Politiques? Alors, partis de tous bords, nous sommes de la même appartenance et du même engagement pour le Mali. Pour son territoire, pour son peuple, pour son développement… Pour tout ce Mali, la classe politique a en charge des missions transversales, qui sont d’égal partage pour tous ses fils. Ce sont les fondamentaux de toutes les grandes nations: l’éducation, la formation, la construction de la ressource humaine m’apparaissant comme l’essence, la substance de la pérennité du Mali de demain.
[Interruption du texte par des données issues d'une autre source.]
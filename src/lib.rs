//! Event driven, hierarchical, digital logic simulation.
//!
//! Circuits are built from gates, switches, probes, clocks, flip-flops and custom chips
//! (circuits used as a single component), then handed to a [Workbench](sim::Workbench)
//! which propagates signals through them, either instantly or with per gate delays.
//!
//! # Example
//! ```
//! use logik::{ChipLibrary, Circuit, SimConfig, Workbench};
//!
//! // A chip computing a AND b.
//! let mut and = Circuit::new();
//! let a = and.switch("a");
//! let b = and.switch("b");
//! let gate = and.and(&[a.output(0), b.output(0)], "and");
//! and.output_probe(gate.output(0), "out");
//! let mut library = ChipLibrary::new();
//! library.define("my and", and).unwrap();
//!
//! // Use it like any other component.
//! let mut c = Circuit::new();
//! let x = c.switch("x");
//! let y = c.switch("y");
//! let chip = c.add_component(library.component("my and").unwrap());
//! c.add_connection(x, 0, chip, 0);
//! c.add_connection(y, 0, chip, 1);
//! let out = c.output_probe(chip.output(0), "out");
//!
//! let config = SimConfig::default().with_propagation_delay(true);
//! let mut bench = Workbench::with_library(c, library, config).unwrap();
//! bench.toggle(x, true);
//! bench.toggle(y, true);
//! bench.settle(100).unwrap();
//! assert!(bench.state(out));
//! ```
pub mod circuit;
pub mod data_structures;
pub mod sim;
pub mod storage;
pub use circuit::*;
pub use sim::*;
Cinquantenaire, tu me tiens (sans effet de mode). Si les pères fondateurs du Mali, menés par le Président Modibo Kéita, ont bâti des socles, la préparation de la jeunesse en était la clé de voûte. Quand le Président Modibo Kéita, dans ses adresses à la jeunesse, lançait sans cesse «vous êtes le Mali de demain», il avait conscience que, dans le rôle de pionnier de l’intégration africaine, il fallait que le Mali soit vraiment préparé et conserve le leadership, à travers sa composante humaine. 30 ans après, les fruits sont devenus ces cadres qui ont, non seulement les outils intellectuels affirmés, mais, aussi et surtout, sont trempés dans les indispensables vertus de patriotisme, de devoir et de sens de l’intérêt public. Je veux être fier du passé de mon pays, de son histoire, mais ce sentiment s’estompe dès que je me pose la question préjudicielle de savoir : en tant que politique, quelles sont les balises que j’ai posées aujourd’hui pour demain? Quel est l’escompte de mes forces futures? Du coup, la réalité m’interpelle, brutale et inconcevable, pire, hypothèque sur l’avenir du Mali, à travers les pesanteurs sur l’école: ‑ les élèves qui déterminent l’opportunité et la durée de leurs congés; ‑ ces mêmes élèves qui décrètent, négocient et mettent fin à leurs grèves; ‑ quand ce ne sont pas, eux, les enseignants alternent, en inscrivant plus ou moins dans la durée leurs arrêts de travail.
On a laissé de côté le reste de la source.